The ‘pearl of Africa’ as Uganda likes to fondly refer to itself leads the East Africa region with the largest percentage of people living with HIV receiving antiretroviral therapy (ART), according to the US President’s Emergency Plan for Aids Relief (Pepfar).
Data from the Department of State’s Co-ordination and Oversight of Pepfar, shows between October 2018 and June last year, 93% of all people living with HIV in Uganda were on the life giving and prolonging ART.
In Tanzania, 86% of all people living with HIV were on ARTs compared to 82% of Kenyans living with HIV. Malawi tied with Uganda in the number of all people living with HIV under ARTs.
According to the review, which reviewed Uganda, Kenya, Tanzania and Malawi, Uganda surpassed its second goal of 90:90:90, an ambitious global HIV programme proposed by UNAids and adopted by high prevalence member countries.

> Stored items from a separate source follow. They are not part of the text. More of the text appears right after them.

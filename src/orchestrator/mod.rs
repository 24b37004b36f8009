//! Match-phase driven refresh orchestration.
//!
//! A run resolves the league, picks a phase (explicit override or detection over the
//! fixture window), looks up that phase's endpoints and fans them out in two waves:
//! every required endpoint concurrently, then, when requested, every optional one.

pub mod progress;

pub use progress::{PROGRESS_CHANNEL_CAPACITY, Progress, ProgressEvent, ProgressKind};

use crate::error::AppError;
use crate::models::{
    DryRunReport, EndpointDescriptor, League, Phase, PhaseInspection, RefreshResult, RunSummary,
};
use crate::phase::{PhaseTable, detect_phase, detect_sub_state, window_bounds};
use crate::refresh::{Credentials, RefreshExecutor};
use crate::store::FixtureStore;
use chrono::{DateTime, Utc};
use futures::future::join_all;
use serde::Serialize;
use std::sync::Arc;
use std::time::Instant;
use tracing::{info, instrument, warn};

/// Parameters of one orchestration run.
#[derive(Debug, Clone, Default)]
pub struct OrchestrationRequest {
    pub league_id: String,
    /// Explicit phase override; detection runs when absent or blank.
    pub phase: Option<String>,
    pub include_optional: bool,
    pub dry_run: bool,
    pub credentials: Credentials,
}

impl OrchestrationRequest {
    pub fn new(league_id: impl Into<String>) -> Self {
        Self {
            league_id: league_id.into(),
            ..Self::default()
        }
    }
}

#[derive(Debug, Clone, PartialEq, Serialize)]
#[serde(untagged)]
pub enum Outcome {
    Run(RunSummary),
    DryRun(DryRunReport),
}

impl Outcome {
    pub fn phase(&self) -> Phase {
        match self {
            Outcome::Run(summary) => summary.phase,
            Outcome::DryRun(report) => report.phase,
        }
    }
}

pub struct PhaseOrchestrator {
    store: Arc<dyn FixtureStore>,
    executor: Arc<dyn RefreshExecutor>,
    table: PhaseTable,
}

impl PhaseOrchestrator {
    pub fn new(
        store: Arc<dyn FixtureStore>,
        executor: Arc<dyn RefreshExecutor>,
        table: PhaseTable,
    ) -> Self {
        Self {
            store,
            executor,
            table,
        }
    }

    /// Rejects what a run would reject before dispatching anything: an unknown league
    /// or an unparseable phase override.
    pub async fn validate(&self, request: &OrchestrationRequest) -> Result<(), AppError> {
        self.load_league(&request.league_id).await?;
        parse_override(request.phase.as_deref())?;
        Ok(())
    }

    pub async fn run(
        &self,
        request: &OrchestrationRequest,
        progress: &Progress,
    ) -> Result<Outcome, AppError> {
        self.run_at(request, Utc::now(), progress).await
    }

    /// Runs one orchestration with detection evaluated at `now`.
    #[instrument(skip(self, request, progress), fields(league = %request.league_id))]
    pub async fn run_at(
        &self,
        request: &OrchestrationRequest,
        now: DateTime<Utc>,
        progress: &Progress,
    ) -> Result<Outcome, AppError> {
        let league = self.load_league(&request.league_id).await?;
        let phase = self
            .resolve_phase(&league, request.phase.as_deref(), now)
            .await?;
        let endpoints = self.table.get(phase);

        progress
            .emit(
                ProgressEvent::new(
                    ProgressKind::Info,
                    format!("Phase resolved for {}: {}", league.name, phase),
                )
                .with_details(serde_json::json!({
                    "phase": phase,
                    "required": endpoints.required,
                    "optional": endpoints.optional,
                    "include_optional": request.include_optional,
                })),
            )
            .await;

        if request.dry_run {
            let report = DryRunReport {
                success: true,
                dry_run: true,
                league,
                phase,
                include_optional: request.include_optional,
                endpoints: endpoints.selection(request.include_optional),
                required: endpoints.required.clone(),
                optional: endpoints.optional.clone(),
            };
            info!(
                "Dry run for {} ({}): {} endpoints",
                report.league.name,
                phase,
                report.endpoints.len()
            );
            progress
                .emit(
                    ProgressEvent::new(
                        ProgressKind::Summary,
                        format!("Dry run: {} endpoints would refresh", report.endpoints.len()),
                    )
                    .with_details(serde_json::to_value(&report)?)
                    .finished(),
                )
                .await;
            return Ok(Outcome::DryRun(report));
        }

        if request.include_optional && endpoints.optional.is_empty() {
            progress
                .emit(ProgressEvent::new(
                    ProgressKind::Warning,
                    format!("Phase {phase} defines no optional endpoints, skipping optional wave"),
                ))
                .await;
        }

        let started = Instant::now();
        let mut results = self
            .run_wave("required", &endpoints.required, &league, request, progress)
            .await;
        if request.include_optional && !endpoints.optional.is_empty() {
            results.extend(
                self.run_wave("optional", &endpoints.optional, &league, request, progress)
                    .await,
            );
        }
        let duration = started.elapsed().as_millis() as u64;

        let summary = RunSummary::from_results(league, phase, results, duration);
        if summary.success {
            info!(
                "Phase {} refresh for {} completed: {}/{} in {}ms",
                phase,
                summary.league.name,
                summary.summary.successful,
                summary.summary.total,
                duration
            );
        } else {
            warn!(
                "Phase {} refresh for {} finished with {} failures out of {}",
                phase, summary.league.name, summary.summary.failed, summary.summary.total
            );
        }

        progress
            .emit(
                ProgressEvent::new(
                    ProgressKind::Summary,
                    format!(
                        "Completed {}/{} endpoints in {}ms",
                        summary.summary.successful, summary.summary.total, duration
                    ),
                )
                .with_details(serde_json::to_value(&summary)?)
                .finished(),
            )
            .await;

        Ok(Outcome::Run(summary))
    }

    /// Detected phase and the full table, without touching any refresher.
    pub async fn current_phase(&self, league_id: &str) -> Result<PhaseInspection, AppError> {
        self.current_phase_at(league_id, Utc::now()).await
    }

    pub async fn current_phase_at(
        &self,
        league_id: &str,
        now: DateTime<Utc>,
    ) -> Result<PhaseInspection, AppError> {
        let league = self.load_league(league_id).await?;
        let (from, to) = window_bounds(now);
        let fixtures = self.store.fixtures_between(&league.id, from, to).await?;
        let sub_state = detect_sub_state(&fixtures, now);

        Ok(PhaseInspection {
            current_phase: detect_phase(&fixtures, now),
            sub_state,
            fixtures_in_window: crate::phase::fixtures_in_window(&fixtures, now).len(),
            phases: self.table.view(),
            league,
        })
    }

    /// Re-invokes exactly one endpoint for a league.
    #[instrument(skip(self, credentials))]
    pub async fn retry(
        &self,
        league_id: &str,
        endpoint: &str,
        credentials: &Credentials,
    ) -> Result<RefreshResult, AppError> {
        let endpoint: EndpointDescriptor = endpoint.parse()?;
        let league = self.load_league(league_id).await?;
        info!("Manual retry of {} for {}", endpoint, league.name);
        Ok(self.executor.execute(&endpoint, &league, credentials).await)
    }

    async fn load_league(&self, league_id: &str) -> Result<League, AppError> {
        self.store
            .league(league_id)
            .await?
            .ok_or_else(|| AppError::league_not_found(league_id))
    }

    async fn resolve_phase(
        &self,
        league: &League,
        requested: Option<&str>,
        now: DateTime<Utc>,
    ) -> Result<Phase, AppError> {
        if let Some(phase) = parse_override(requested)? {
            info!("Using phase override {} for {}", phase, league.name);
            return Ok(phase);
        }

        let (from, to) = window_bounds(now);
        let fixtures = self.store.fixtures_between(&league.id, from, to).await?;
        let phase = detect_phase(&fixtures, now);
        info!(
            "Detected phase {} for {} from {} fixtures",
            phase,
            league.name,
            fixtures.len()
        );
        Ok(phase)
    }

    /// Dispatches every endpoint of one wave concurrently and waits for all of them.
    async fn run_wave(
        &self,
        wave: &str,
        endpoints: &[EndpointDescriptor],
        league: &League,
        request: &OrchestrationRequest,
        progress: &Progress,
    ) -> Vec<RefreshResult> {
        progress
            .emit(ProgressEvent::new(
                ProgressKind::Info,
                format!("Starting {wave} wave: {} endpoints", endpoints.len()),
            ))
            .await;

        let calls = endpoints.iter().map(|endpoint| async move {
            let result = self
                .executor
                .execute(endpoint, league, &request.credentials)
                .await;
            let event = if result.success {
                ProgressEvent::new(
                    ProgressKind::Success,
                    format!("{} refreshed in {}ms", result.endpoint, result.duration),
                )
            } else {
                ProgressEvent::new(
                    ProgressKind::Error,
                    format!(
                        "{} failed: {}",
                        result.endpoint,
                        result.error.as_deref().unwrap_or("Unknown error")
                    ),
                )
            };
            progress
                .emit(event.with_details(serde_json::json!({
                    "endpoint": result.endpoint,
                    "wave": wave,
                    "duration": result.duration,
                })))
                .await;
            result
        });

        join_all(calls).await
    }
}

/// A blank override means "detect".
fn parse_override(requested: Option<&str>) -> Result<Option<Phase>, AppError> {
    requested
        .map(str::trim)
        .filter(|raw| !raw.is_empty())
        .map(str::parse)
        .transpose()
}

90:90:90 targets by 2020, 90% of all people living with HIV know their HIV status, 90% of all people with diagnosed HIV infection receive sustained antiretroviral therapy and 90% of all people receiving antiretroviral therapy have viral suppression.
Why Uganda is ahead of her peers
According to Ugandan officials, the country is locally producing generic ARTs, which has seen the cost of these life-saving remedies drop from between $15 and $9 to between $9 and $2 per patient per month.
The latest study shows that the HIV incidence has declined to 5.6%, compared with 8.9% in 2000 following increased usage of ART. Even then, more than one-third of those infected are still not under the ART.
The study indicated Kenya’s 5.6% HIV prevalence is the highest in East Africa. Uganda is second in the region at 5.5% of the population, Tanzania 3.9% and South Sudan at 1.3%. In the larger eastern Africa, Somalia has the lowest prevalence at 0.3% followed by Ethiopia at 0.9%.